That creates an evidentiary burden for enforcement. If the competitor’s performance is measured under different matrices or time points, they may argue the claim-defined characteristic is not met.

3) Non-native linking moiety constraint

Claim 3’s “linking moiety is not present in native alpha-galactosidase A” is broad, but effective because the multimer is defined by a covalent linkage that inherently does not exist in native purified enzyme. This is a standard claim anchor for linking-molecule inventions.


Where the claim scope is broad (and where it narrows)

Broad scope

  • Claim 1 covers at least two monomers (could include trimers or higher multimers).
  • Claim 1 does not mandate PEG; PEG is only explicit from claim 5 onward.
  • Claim 11 includes variants in performance characterization (delta or range language).
  • Claims 12–15 allow broad enzyme identity and sequence latitude.

Narrow scope

  • The strongest “structure-defined” coverage sits in claims 5–10:
    • dimeric structure,
    • poly(alkylene glycol), specifically PEG,
    • at least 5 units,
    • terminal functional groups,
    • at least one amide bond with an enzyme monomer.
  • If a competitor uses a different linker type (e.g., non-PAG chemistries, non-amide bond, non-terminal attachment) the dimer claims may fall away, leaving only broader claim 1 (but claim 1 still requires a linking moiety and performance characteristics).

Patent landscape analysis for this concept (US): what matters for freedom-to-operate

Without the full bibliographic record for US 10,280,414 (publication family members, priority claims, and prosecution history), a reliable landscape must be constrained to the claim-level innovation axes. Based on those axes, the practical US landscape for a PEG-linked covalent multimer of alpha-galactosidase A will cluster around:

A) Covalent enzyme multimerization / cross-linking

Competitors typically seek:

  • higher stability in plasma,
  • lysosomal trafficking resilience,
  • reduced immunogenicity through altered clearance and aggregation profiles,
  • and extended half-life via size/structure or altered degradation.

Covalent cross-linking between enzyme monomers is a distinct chemical design space with potential overlap in prior art on:

  • cross-linked proteins,
  • enzyme dimers/oligomers,
  • PEG-based cross-linkers and enzyme stabilization.
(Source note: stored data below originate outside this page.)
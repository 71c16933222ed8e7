//! Per-category expense breakdown for the analytics page.

use serde::Serialize;

use crate::{
    category::{Category, CategoryName},
    report::aggregate::total_by_kind,
    transaction::{Transaction, TransactionKind},
};

/// One category's share of the period's expenses.
#[derive(Debug, Clone, PartialEq, Serialize)]
#[serde(rename_all = "camelCase")]
pub struct BreakdownEntry {
    /// The category name.
    pub name: CategoryName,
    /// Total spent in this category over the period.
    pub total: f64,
    /// This category's share of the period's total expenses, 0-100.
    pub percentage: f64,
    /// The category's display color.
    pub color: String,
}

/// Group the period's expense transactions by expense category and compute
/// each category's total and share of overall expenses.
///
/// Transactions are joined to categories by name. Categories with no
/// spending are dropped, and the result is sorted descending by total;
/// ties keep the order of the input category list. Percentages are 0 when
/// the period has no expenses at all.
pub fn category_breakdown(
    transactions: &[Transaction],
    categories: &[Category],
) -> Vec<BreakdownEntry> {
    let total_expenses = total_by_kind(transactions, TransactionKind::Expense);

    let mut entries: Vec<BreakdownEntry> = categories
        .iter()
        .filter(|category| category.kind == TransactionKind::Expense)
        .map(|category| {
            let total: f64 = transactions
                .iter()
                .filter(|transaction| {
                    transaction.kind == TransactionKind::Expense
                        && transaction.category.as_ref() == Some(&category.name)
                })
                .map(|transaction| transaction.amount)
                .sum();
            let percentage = if total_expenses > 0.0 {
                total / total_expenses * 100.0
            } else {
                0.0
            };

            BreakdownEntry {
                name: category.name.clone(),
                total,
                percentage,
                color: category.color.clone(),
            }
        })
        .filter(|entry| entry.total > 0.0)
        .collect();

    // Stable sort, so equal totals keep the category-list order.
    entries.sort_by(|a, b| b.total.total_cmp(&a.total));

    entries
}
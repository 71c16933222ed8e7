use std::error::Error;
use std::fs::File;
use std::path::Path;
use std::process::exit;

use clap::{Parser, ValueEnum};
use rusqlite::Connection;
use time::{Date, format_description::BorrowedFormatItem, macros::format_description};
use tracing_subscriber::{Layer, filter, layer::SubscriberExt, util::SubscriberInitExt};

use pocketbudget::{
    UserId,
    currency::format_currency,
    export::{export_summary, write_csv, write_json},
    report::filter_by_month,
    transaction::get_transactions_for_user,
};

/// The file formats a transaction list can be exported as.
#[derive(Debug, Clone, Copy, PartialEq, Eq, ValueEnum)]
enum ExportFormat {
    Csv,
    Json,
}

/// A utility for exporting a user's transactions to a CSV or JSON file.
#[derive(Parser, Debug)]
#[command(version, about, long_about = None)]
struct Args {
    /// File path of the SQLite database to read from.
    #[arg(long, short)]
    db_path: String,

    /// The ID of the user whose transactions should be exported.
    #[arg(long, short)]
    user: i64,

    /// The format to export as.
    #[arg(long, short, value_enum, default_value_t = ExportFormat::Csv)]
    format: ExportFormat,

    /// Only export transactions from this month, e.g. '2024-03'.
    #[arg(long, short, value_parser = parse_month)]
    month: Option<Date>,

    /// File path to write the export to.
    #[arg(long, short)]
    output_path: String,
}

fn parse_month(value: &str) -> Result<Date, String> {
    const FORMAT: &[BorrowedFormatItem] = format_description!("[year]-[month]-[day]");

    Date::parse(&format!("{value}-01"), &FORMAT)
        .map_err(|error| format!("expected a month like '2024-03': {error}"))
}

fn main() -> Result<(), Box<dyn Error>> {
    tracing_subscriber::registry()
        .with(tracing_subscriber::fmt::layer().with_filter(filter::LevelFilter::INFO))
        .init();

    let args = Args::parse();

    if !Path::new(&args.db_path).is_file() {
        eprintln!("No database found at {:#?}.", args.db_path);
        exit(1);
    }

    let conn = Connection::open(&args.db_path)?;

    let mut transactions = get_transactions_for_user(UserId::new(args.user), &conn)?;

    if let Some(month) = args.month {
        transactions = filter_by_month(&transactions, month);
    }

    let output = File::create(&args.output_path)?;
    match args.format {
        ExportFormat::Csv => write_csv(&transactions, output)?,
        ExportFormat::Json => write_json(&transactions, output)?,
    }

    let summary = export_summary(&transactions);
    tracing::info!(
        "Exported {} transactions to {} (income {}, expenses {}, net {})",
        summary.transaction_count,
        args.output_path,
        format_currency(summary.total_income),
        format_currency(summary.total_expenses),
        format_currency(summary.net_income),
    );

    Ok(())
}
//! Code for creating the user table and fetching users from the database.
//!
//! Sign-in itself is handled by an external identity provider; the user
//! table only records the identities that own transactions and categories.

use std::fmt::Display;

use rusqlite::Connection;
use serde::{Deserialize, Serialize};

use crate::Error;

/// A newtype wrapper for integer user IDs.
///
/// This helps disambiguate user IDs from other types of IDs, leading to
/// better compile time errors.
#[derive(Clone, Copy, Debug, PartialEq, Eq, Serialize, Deserialize, Hash)]
pub struct UserId(i64);

impl UserId {
    /// Create a new user ID.
    pub fn new(id: i64) -> Self {
        Self(id)
    }

    /// Cast the user ID to a 64 bit integer.
    pub fn as_i64(&self) -> i64 {
        self.0
    }
}

impl Display for UserId {
    fn fmt(&self, f: &mut std::fmt::Formatter<'_>) -> std::fmt::Result {
        self.0.fmt(f)
    }
}

/// A user of the application.
#[derive(Debug, Clone, PartialEq, Serialize, Deserialize)]
pub struct User {
    /// The user's ID in the application database.
    pub id: UserId,
    /// The email address the user signs in with. Unique across users.
    pub email: String,
}

/// Create the user table.
///
/// # Errors
/// This function will return an error if the SQL query failed.
pub fn create_user_table(connection: &Connection) -> Result<(), rusqlite::Error> {
    connection.execute(
        "CREATE TABLE IF NOT EXISTS user (
                id INTEGER PRIMARY KEY,
                email TEXT NOT NULL UNIQUE
                )",
        (),
    )?;

    Ok(())
}

/// Create and insert a new user into the database.
///
/// # Errors
/// This function will return a:
/// - [Error::DuplicateEmail] if a user with `email` already exists,
/// - or [Error::SqlError] if there is some other SQL error.
pub fn create_user(email: &str, connection: &Connection) -> Result<User, Error> {
    connection.execute("INSERT INTO user (email) VALUES (?1)", (email,))?;

    let id = UserId::new(connection.last_insert_rowid());

    Ok(User {
        id,
        email: email.to_owned(),
    })
}

/// Get the user from the database with an ID equal to `user_id`.
///
/// # Errors
/// This function will return a:
/// - [Error::NotFound] if `user_id` does not belong to a registered user,
/// - or [Error::SqlError] if there is some other SQL error.
pub fn get_user_by_id(user_id: UserId, connection: &Connection) -> Result<User, Error> {
    connection
        .prepare("SELECT id, email FROM user WHERE id = :id")?
        .query_row(&[(":id", &user_id.as_i64())], |row| {
            Ok(User {
                id: UserId::new(row.get(0)?),
                email: row.get(1)?,
            })
        })
        .map_err(|error| error.into())
}

/// Get the number of users in the database.
///
/// # Errors
/// Returns a [Error::SqlError] if an SQL related error occurred.
pub fn count_users(connection: &Connection) -> Result<usize, Error> {
    connection
        .query_row("SELECT COUNT(id) FROM user;", [], |row| {
            row.get::<_, i64>(0).map(|count| count as usize)
        })
        .map_err(|error| error.into())
}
B) PEG chemistry for protein stabilization

This includes:

  • monomeric PEGylated alpha-galactosidase,
  • PEG conjugates that do not cross-link two protein monomers covalently,
  • and PEG linkers used to generate stable protein-protein constructs.

Claim 5–10 will be most directly relevant to any competitor using PEG as a covalent bridge between two alpha-galactosidase monomers.

C) Assay-defined performance categories

Even where structural overlap exists, enforcement and validity are sensitive to:

  • plasma vs lysosomal conditioning time windows (1 hour vs 1 day vs 1 week),
  • pH/temperature “immediate” testing (pH 7, 37°C),
  • half-life model (human plasma vs “physiological system” in claim 1(i) and claim 11),
  • percent-of-native vs percent-of-initial comparisons.

A competitor can often change assay conditions or reporting metrics to reduce the chance of meeting the claim’s exact “selected characteristic” thresholds.


Claim strength and attack surfaces (validity and infringement)

1) Infringement pathway

For a competitor’s product to infringe claim 5:

  • it must be a dimer of alpha-galactosidase A linked by PEG/PAG with terminal functional groups,
  • and include at least one amide bond to an enzyme monomer,
  • and satisfy one of claim 11’s performance characteristics.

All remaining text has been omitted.